Friday 9 July 2010

Last shot at happiness (ST 11/07/10)

Leaving (15) 85 mins ****
London River (12A) 87 mins **
Eclipse (12A) 124 mins ***

A banner week, this, for British actresses working under the eyes of French filmmakers, with the release of two dramas on the theme of women and violence. Both open with a bang. In Catherine Corsini’s Leaving, an erotic thriller that develops into romantic tragedy, Kristin Scott Thomas’s insomniac Suzanne arises from bed one night to fire a rifleshot into the snoozing form of we-know-not-whom. Flashback to six months earlier, when Suzanne was embarking upon a physiotherapy career, and we observe she had a very different rapport with the male body.

Suzanne’s dismissive businessman husband Samuel (Yvan Attal) has invited a burly builder (Sergi López) into their home to oversee an extension. When the builder - good with his hands, attentive to a woman’s needs - breaks his foot trying to spare Suzanne’s car from a forgotten-handbrake disaster, the fledgling physio ends up overseeing his rehabilitation, and eventually massaging more than just his metatarsal.
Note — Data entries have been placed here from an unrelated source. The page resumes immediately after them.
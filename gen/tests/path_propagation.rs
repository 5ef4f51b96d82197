//! Tests for path-key propagation through nested resources and for the
//! three key shapes end to end.

use restive_define::ResourceSchema;

use restive_gen::context::CompilationContext;
use restive_gen::descriptor::PathKeyChain;
use restive_gen::emit::render_facade_module;
use restive_gen::keys::KeyShape;
use restive_gen::resolver::{RustType, TypeRegistry};
use restive_gen::walker::walk_resource;

fn compile(doc: &str) -> restive_gen::descriptor::FacadeDescriptor {
    let resource: ResourceSchema = serde_json::from_str(doc).expect("fixture parses");
    let registry = TypeRegistry::new();
    let mut ctx = CompilationContext::new(&registry);
    let facade = walk_resource(&resource, &PathKeyChain::new(), &mut ctx)
        .expect("fixture compiles");
    assert!(
        ctx.diagnostics.is_empty(),
        "unexpected diagnostics: {:?}",
        ctx.diagnostics
    );
    facade
}

#[test]
fn three_levels_bind_ancestor_keys_root_to_leaf() {
    let facade = compile(
        r#"{
            "name": "widget",
            "path": "/widgets",
            "schema": "com.example.Widget",
            "collection": {
                "identifier": {"name": "widgetId", "type": "long"},
                "supports": ["get"],
                "entity": {
                    "path": "/widgets/{widgetId}",
                    "subresources": [{
                        "name": "order",
                        "path": "/widgets/{widgetId}/orders",
                        "schema": "com.example.Order",
                        "collection": {
                            "identifier": {"name": "orderId", "type": "string"},
                            "supports": ["get", "delete"],
                            "entity": {
                                "path": "/widgets/{widgetId}/orders/{orderId}",
                                "subresources": [{
                                    "name": "item",
                                    "path": "/widgets/{widgetId}/orders/{orderId}/items",
                                    "schema": "com.example.Item",
                                    "collection": {
                                        "identifier": {"name": "itemId", "type": "long"},
                                        "supports": ["get", "create"],
                                        "entity": {"path": "/widgets/{widgetId}/orders/{orderId}/items/{itemId}"}
                                    }
                                }]
                            }
                        }
                    }]
                }
            }
        }"#,
    );

    // Depth 1: no ancestors, no path-key bindings.
    assert!(facade.builder("get").unwrap().path_keys.is_empty());

    // Depth 2: one ancestor key.
    let order = facade.subresource("order").unwrap();
    let order_bound: Vec<&str> = order
        .builder("get")
        .unwrap()
        .path_keys
        .iter()
        .map(|k| k.name.as_str())
        .collect();
    assert_eq!(order_bound, vec!["widgetId"]);

    // Depth 3: both ancestors, in root-to-leaf order, each with its own
    // declared type.
    let item = order.subresource("item").unwrap();
    for factory in ["get", "create"] {
        let builder = item.builder(factory).unwrap();
        let bound: Vec<(&str, String)> = builder
            .path_keys
            .iter()
            .map(|k| (k.name.as_str(), k.ty.full_path()))
            .collect();
        assert_eq!(
            bound,
            vec![
                ("widgetId", "i64".to_string()),
                ("orderId", "String".to_string()),
            ]
        );
    }
}

#[test]
fn composite_key_parameterizes_builders_with_complex_key() {
    let facade = compile(
        r#"{
            "name": "report",
            "path": "/reports",
            "schema": "com.example.Report",
            "collection": {
                "identifier": {
                    "name": "reportKey",
                    "type": "com.example.ReportKey",
                    "params": "com.example.ReportParams"
                },
                "supports": ["get", "batch_get"],
                "entity": {"path": "/reports/{reportKey}"}
            }
        }"#,
    );

    match &facade.spec.key {
        KeyShape::Composite { key, params } => {
            assert_eq!(key.full_path(), "com::example::ReportKey");
            assert_eq!(params.full_path(), "com::example::ReportParams");
        }
        other => panic!("Expected composite key, got: {:?}", other),
    }

    let expected = "restive_client::ComplexKey<com::example::ReportKey, com::example::ReportParams>";
    for builder in &facade.builders {
        assert_eq!(builder.key_type.full_path(), expected);
    }
}

#[test]
fn association_compound_key_flows_into_finders_and_children() {
    let facade = compile(
        r#"{
            "name": "membership",
            "path": "/memberships",
            "schema": "com.example.Membership",
            "association": {
                "assocKeys": [
                    {"name": "memberId", "type": "long"},
                    {"name": "groupId", "type": "long"}
                ],
                "supports": ["get", "update"],
                "finders": [{
                    "name": "byMember",
                    "assocKey": "memberId",
                    "parameters": [{"name": "since", "type": "long", "optional": true}]
                }],
                "entity": {"path": "/memberships/{memberId}/{groupId}"}
            }
        }"#,
    );

    assert_eq!(
        facade.spec.key.key_type().full_path(),
        "restive_client::CompoundKey"
    );
    assert_eq!(facade.spec.assoc_keys.len(), 2);

    assert!(
        facade.builder("byMember").is_none(),
        "finder factories are findBy-prefixed"
    );
    let finder = facade.builder("findByMember").unwrap();
    assert_eq!(finder.assoc_keys.len(), 1);
    assert_eq!(finder.assoc_keys[0].method_name, "memberIdKey");
    assert_eq!(finder.query_params.len(), 1);
    assert!(finder.query_params[0].optional);
}

#[test]
fn finder_with_two_required_and_one_optional_binds_three_operations() {
    let facade = compile(
        r#"{
            "name": "widget",
            "path": "/widgets",
            "schema": "com.example.Widget",
            "collection": {
                "identifier": {"name": "widgetId", "type": "long"},
                "supports": ["get"],
                "finders": [{
                    "name": "search",
                    "parameters": [
                        {"name": "owner", "type": "string"},
                        {"name": "region", "type": "string"},
                        {"name": "limit", "type": "int", "optional": true}
                    ]
                }],
                "entity": {"path": "/widgets/{widgetId}"}
            }
        }"#,
    );

    let finder = facade.builder("findBySearch").unwrap();
    assert_eq!(finder.query_params.len(), 3);
    let optional: Vec<bool> = finder.query_params.iter().map(|p| p.optional).collect();
    assert_eq!(optional, vec![false, false, true]);
}

#[test]
fn deep_facade_renders_every_level() {
    let facade = compile(
        r#"{
            "name": "widget",
            "path": "/widgets",
            "schema": "com.example.Widget",
            "collection": {
                "identifier": {"name": "widgetId", "type": "long"},
                "supports": ["get"],
                "entity": {
                    "path": "/widgets/{widgetId}",
                    "subresources": [{
                        "name": "order",
                        "path": "/widgets/{widgetId}/orders",
                        "schema": "com.example.Order",
                        "collection": {
                            "identifier": {"name": "orderId", "type": "long"},
                            "supports": ["get"],
                            "entity": {"path": "/widgets/{widgetId}/orders/{orderId}"}
                        }
                    }]
                }
            }
        }"#,
    );

    let code = render_facade_module(&facade).unwrap();
    assert!(code.contains("pub struct WidgetBuilders"));
    assert!(code.contains("pub struct OrderBuilders"));
    assert!(code.contains("pub fn widget_id_key(mut self, key: i64) -> Self"));
    // The nested facade's override keeps the ancestor segment.
    assert!(code.contains("\"widgets/{widgetId}\""));
}

#[test]
fn entity_and_resource_actions_bind_path_keys() {
    let facade = compile(
        r#"{
            "name": "widget",
            "path": "/widgets",
            "schema": "com.example.Widget",
            "collection": {
                "identifier": {"name": "widgetId", "type": "long"},
                "supports": ["get"],
                "actions": [{"name": "reindex"}],
                "entity": {
                    "path": "/widgets/{widgetId}",
                    "actions": [{
                        "name": "promote",
                        "parameters": [{"name": "tier", "type": "int"}],
                        "returns": "boolean"
                    }],
                    "subresources": [{
                        "name": "order",
                        "path": "/widgets/{widgetId}/orders",
                        "schema": "com.example.Order",
                        "collection": {
                            "identifier": {"name": "orderId", "type": "long"},
                            "supports": ["get"],
                            "actions": [{"name": "expedite"}],
                            "entity": {"path": "/widgets/{widgetId}/orders/{orderId}"}
                        }
                    }]
                }
            }
        }"#,
    );

    // Top-level actions have no ancestors to bind.
    let reindex = facade.builder("actionReindex").unwrap();
    assert!(reindex.path_keys.is_empty());
    assert!(reindex.return_type.as_ref().unwrap().is_unit());

    let promote = facade.builder("actionPromote").unwrap();
    assert_eq!(promote.return_type.as_ref().unwrap(), &RustType::new("bool"));
    assert_eq!(promote.action_params.len(), 1);

    // Nested action builders expose the ancestor chain.
    let expedite = facade
        .subresource("order")
        .and_then(|order| order.builder("actionExpedite"))
        .unwrap();
    let bound: Vec<&str> = expedite
        .path_keys
        .iter()
        .map(|k| k.method_name.as_str())
        .collect();
    assert_eq!(bound, vec!["widgetIdKey"]);
}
By which point, worldly viewers might well be thinking: oh, come on - all this needs is a cheesy organ soundtrack, and we could be watching any 1970s skinflick.

Yet Corsini emerges from the French tradition of explicitly feminist directors striving to subvert the framework of pornography, and do something constructive with desire. The physicality of Leaving is double-edged: it encompasses both the lovers’ bedroom romps and Samuel roughing up his wife. Since we know the ending, the affair assumes the look of another form of entrapment. Scott Thomas plays the opposite arc to Tilda Swinton in I Am Love: cheeks that once were tanned and rosy turn gaunt and haunted as Suzanne confesses her deeds to a spouse who grows ever more possessive.

And possession is key here: there is, in this love triangle, an implied critique of the unhealthy links society forges between love and money, and how much capital is required to sustain a relationship. It’s galling that a heartless swine such as Samuel should be able to provide Suzanne with greater protection than her jobbing paramour; though not as galling as seeing Suzanne begging at a petrol station for the freedom to move on with her life. The gunshot, when the film returns to it, is a full stop of sorts, but also the only way Suzanne can see out of a dire financial and emotional situation.

This layer of social comment staves off any suspicions of conservatism: yes, Suzanne is punished for her actions, but in a manner Corsini demonstrates is plainly unjust. A less comforting proposition than 2008’s Kristin-starring success I’ve Loved You So Long, Leaving is nonetheless punchier and more provocative, directed and performed with exceptional economy. We need take but one look at Scott Thomas’s face as she first crosses her lover’s threshold to know this affair isn’t likely to conclude well - but that Suzanne feels obliged to proceed all the same, as a presumed last shot at happiness.


Released to mark the fifth anniversary of 7/7, Rachid Bouchareb’s oddly unconvincing London River finds Brenda Blethyn’s Elisabeth living in isolation on Guernsey when news of the terrorist attacks first breaks. Unable to reach her daughter via telephone, she heads to the mainland to track her down in person, only to find London - in her words - “crawling with Muslims”. Also making his way into town - again, magically avoiding any of the travel chaos the bombs triggered - is Ousmane (Sotigui Kouyaté), a French-African Muslim whose son has similarly disappeared without a trace.

The actors are the film’s strongest suit: the late Kouyaté strikingly dolorous, Blethyn gamely trying something away from the foghorn-broad end of her range. Elsewhere, Bouchareb betrays signs he’s operating in a second language. Themes are spelt out almost phonetically, the plotting both schematic and curious: could Elisabeth really have this little awareness of other cultures, and - as a loving mother - zero grasp of where her own offspring lived? The occasion demanded substantial emotional truths; it gets merely good-to-woolly intentions.


Finally, a Twilight Saga update: Eclipse is the one where Bella Swan graduates, and there’s a sense the series has started to grow up - and out. Director David Slade has raised the action ante with the arrival of “new bloods”, a passing, naggingly irrelevant sideshow of debutante vampires. The mythology, meanwhile, gets ever more floridly self-involved: it sometimes seems as though every minor character is getting their own expositional flashback.

Yet whenever it threatens to crush the delicate rhythms that sustained the first Twilight, Eclipse can pull back to show Bella and her bloodsucking beau Edward tentatively testing out the parameters of their relationship; it’s a franchise of restraint, through and through. Again, it’ll be a swoony nonsense if you’re not, or have never been, a 14-year-old girl. But if you are 14 years old, and a boy has just refused to hold your hand, I could see how it might mean the world to you.